• Exercise goal: Reproduce each of the following records without any deviation.

[Stored data]
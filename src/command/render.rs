//! Human-readable rendering of session events.

use crate::model::{SdkEvent, ToolInvocation};
use crate::tools::{pretty_json, ToolResult};
use serde_json::Value;
use std::io::{self, Write};

/// Write the console rendering of `event`, followed by a blank line.
pub fn write_event(out: &mut dyn Write, event: &SdkEvent) -> io::Result<()> {
    match event {
        SdkEvent::AssistantText { text, .. } => writeln!(out, "Claude: {text}\n"),
        SdkEvent::ToolCallRequest(call) => writeln!(
            out,
            "[tool-call] {} requested with input:\n{}\n",
            call.name(),
            pretty_json(call.input())
        ),
        SdkEvent::ToolCallResult {
            tool_use_id,
            content,
            ..
        } => writeln!(
            out,
            "[tool-result] Result for {tool_use_id}:\n{}\n",
            pretty_json(content)
        ),
        SdkEvent::System { subtype, data } => writeln!(out, "[system:{subtype}] {data}\n"),
        SdkEvent::Result(summary) => {
            let cost = summary
                .total_cost_usd
                .map_or_else(|| "n/a".to_string(), |cost| format!("${cost:.4}"));
            writeln!(
                out,
                "[result] session complete — duration={}ms cost={cost}\n",
                summary.duration_ms
            )
        }
        SdkEvent::ToolInvocation(invocation) => writeln!(
            out,
            "[tool-run] {} called with:\n{}\n",
            invocation.tool_name(),
            pretty_json(&Value::Object(invocation.arguments().clone()))
        ),
        SdkEvent::Other { value, .. } => writeln!(out, "[message] {value}\n"),
    }
}

/// Write the outcome of a host-side tool run.
pub fn write_tool_outcome(out: &mut dyn Write, invocation: &ToolInvocation, result: &ToolResult) -> io::Result<()> {
    let status = if result.is_error() { "failed" } else { "returned" };
    writeln!(
        out,
        "[tool-run] {} {status}:\n{}\n",
        invocation.tool_name(),
        result.joined_text()
    )
}

#[cfg(test)]
mod tests {
    use super::*;
    use crate::model::{InvocationId, ResultSummary, ToolCall, ToolUseId};
    use serde_json::{json, Map};

    fn render(event: &SdkEvent) -> String {
        let mut out = Vec::new();
        write_event(&mut out, event).unwrap();
        String::from_utf8(out).unwrap()
    }

    #[test]
    fn assistant_text() {
        let event = SdkEvent::AssistantText {
            model: None,
            text: "Hello Casey".into(),
        };
        assert_eq!(render(&event), "Claude: Hello Casey\n\n");
    }

    #[test]
    fn tool_call_request_pretty_prints_input() {
        let event = SdkEvent::ToolCallRequest(ToolCall::new(
            ToolUseId::new("toolu_1").unwrap(),
            "mcp__demo__list_open_invoices",
            json!({"user_id": "casey-123"}),
        ));
        insta::assert_snapshot!(render(&event), @r###"
        [tool-call] mcp__demo__list_open_invoices requested with input:
        {
          "user_id": "casey-123"
        }
        "###);
    }

    #[test]
    fn tool_call_result_shows_id_and_content() {
        let event = SdkEvent::ToolCallResult {
            tool_use_id: ToolUseId::new("toolu_1").unwrap(),
            content: json!("done"),
            is_error: false,
        };
        assert_eq!(render(&event), "[tool-result] Result for toolu_1:\n\"done\"\n\n");
    }

    #[test]
    fn system_message_shows_subtype_and_data() {
        let event = SdkEvent::System {
            subtype: "init".into(),
            data: json!({"model": "m"}),
        };
        assert_eq!(render(&event), "[system:init] {\"model\":\"m\"}\n\n");
    }

    #[test]
    fn result_summary_with_and_without_cost() {
        let mut summary = ResultSummary {
            duration_ms: 5321,
            total_cost_usd: Some(0.0123),
            ..ResultSummary::default()
        };
        assert_eq!(
            render(&SdkEvent::Result(summary.clone())),
            "[result] session complete — duration=5321ms cost=$0.0123\n\n"
        );

        summary.total_cost_usd = None;
        assert_eq!(
            render(&SdkEvent::Result(summary)),
            "[result] session complete — duration=5321ms cost=n/a\n\n"
        );
    }

    #[test]
    fn tool_outcome_marks_failures() {
        let invocation = ToolInvocation::new(InvocationId::new("req_1").unwrap(), "lookup_user_profile", Map::new());
        let mut out = Vec::new();
        write_tool_outcome(&mut out, &invocation, &ToolResult::error("No customer found for id 'x'.")).unwrap();
        assert_eq!(
            String::from_utf8(out).unwrap(),
            "[tool-run] lookup_user_profile failed:\nNo customer found for id 'x'.\n\n"
        );
    }
}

• Answer box:
filename src/command/render.rs
//! Human-readable rendering of session events.

use crate::model::{SdkEvent, ToolInvocation};
use crate::tools::{pretty_json, ToolResult};
use serde_json::Value;
use std::io::{self, Write};

/// Write the console rendering of `event`, followed by a blank line.
pub fn write_event(out: &mut dyn Write, event: &SdkEvent) -> io::Result<()> {
    match event {
        SdkEvent::AssistantText { text, .. } => writeln!(out, "Claude: {text}\n"),
        SdkEvent::ToolCallRequest(call) => writeln!(
            out,
            "[tool-call] {} requested with input:\n{}\n",
            call.name(),
            pretty_json(call.input())
        ),
        SdkEvent::ToolCallResult {
            tool_use_id,
            content,
            ..
        } => writeln!(
            out,
            "[tool-result] Result for {tool_use_id}:\n{}\n",
            pretty_json(content)
        ),
        SdkEvent::System { subtype, data } => writeln!(out, "[system:{subtype}] {data}\n"),
        SdkEvent::Result(summary) => {
            let cost = summary
                .total_cost_usd
                .map_or_else(|| "n/a".to_string(), |cost| format!("${cost:.4}"));
            writeln!(
                out,
                "[result] session complete — duration={}ms cost={cost}\n",
                summary.duration_ms
            )
        }
        SdkEvent::ToolInvocation(invocation) => writeln!(
            out,
            "[tool-run] {} called with:\n{}\n",
            invocation.tool_name(),
            pretty_json(&Value::Object(invocation.arguments().clone()))
        ),
        SdkEvent::Other { value, .. } => writeln!(out, "[message] {value}\n"),
    }
}

/// Write the outcome of a host-side tool run.
pub fn write_tool_outcome(out: &mut dyn Write, invocation: &ToolInvocation, result: &ToolResult) -> io::Result<()> {
    let status = if result.is_error() { "failed" } else { "returned" };
    writeln!(
        out,
        "[tool-run] {} {status}:\n{}\n",
        invocation.tool_name(),
        result.joined_text()
    )
}

#[cfg(test)]
mod tests {
    use super::*;
    use crate::model::{InvocationId, ResultSummary, ToolCall, ToolUseId};
    use serde_json::{json, Map};

    fn render(event: &SdkEvent) -> String {
        let mut out = Vec::new();
        write_event(&mut out, event).unwrap();
        String::from_utf8(out).unwrap()
    }

    #[test]
    fn assistant_text() {
        let event = SdkEvent::AssistantText {
            model: None,
            text: "Hello Casey".into(),
        };
        assert_eq!(render(&event), "Claude: Hello Casey\n\n");
    }

    #[test]
    fn tool_call_request_pretty_prints_input() {
        let event = SdkEvent::ToolCallRequest(ToolCall::new(
            ToolUseId::new("toolu_1").unwrap(),
            "mcp__demo__list_open_invoices",
            json!({"user_id": "casey-123"}),
        ));
        insta::assert_snapshot!(render(&event), @r###"
        [tool-call] mcp__demo__list_open_invoices requested with input:
        {
          "user_id": "casey-123"
        }
        "###);
    }

    #[test]
    fn tool_call_result_shows_id_and_content() {
        let event = SdkEvent::ToolCallResult {
            tool_use_id: ToolUseId::new("toolu_1").unwrap(),
            content: json!("done"),
            is_error: false,
        };
        assert_eq!(render(&event), "[tool-result] Result for toolu_1:\n\"done\"\n\n");
    }

    #[test]
    fn system_message_shows_subtype_and_data() {
        let event = SdkEvent::System {
            subtype: "init".into(),
            data: json!({"model": "m"}),
        };
        assert_eq!(render(&event), "[system:init] {\"model\":\"m\"}\n\n");
    }

    #[test]
    fn result_summary_with_and_without_cost() {
        let mut summary = ResultSummary {
            duration_ms: 5321,
            total_cost_usd: Some(0.0123),
            ..ResultSummary::default()
        };
        assert_eq!(
            render(&SdkEvent::Result(summary.clone())),
            "[result] session complete — duration=5321ms cost=$0.0123\n\n"
        );

        summary.total_cost_usd = None;
        assert_eq!(
            render(&SdkEvent::Result(summary)),
            "[result] session complete — duration=5321ms cost=n/a\n\n"
        );
    }

    #[test]
    fn tool_outcome_marks_failures() {
        let invocation = ToolInvocation::new(InvocationId::new("req_1").unwrap(), "lookup_user_profile", Map::new());
        let mut out = Vec::new();
        write_tool_outcome(&mut out, &invocation, &ToolResult::error("No customer found for id 'x'.")).unwrap();
        assert_eq!(
            String::from_utf8(out).unwrap(),
            "[tool-run] lookup_user_profile failed:\nNo customer found for id 'x'.\n\n"
        );
    }
}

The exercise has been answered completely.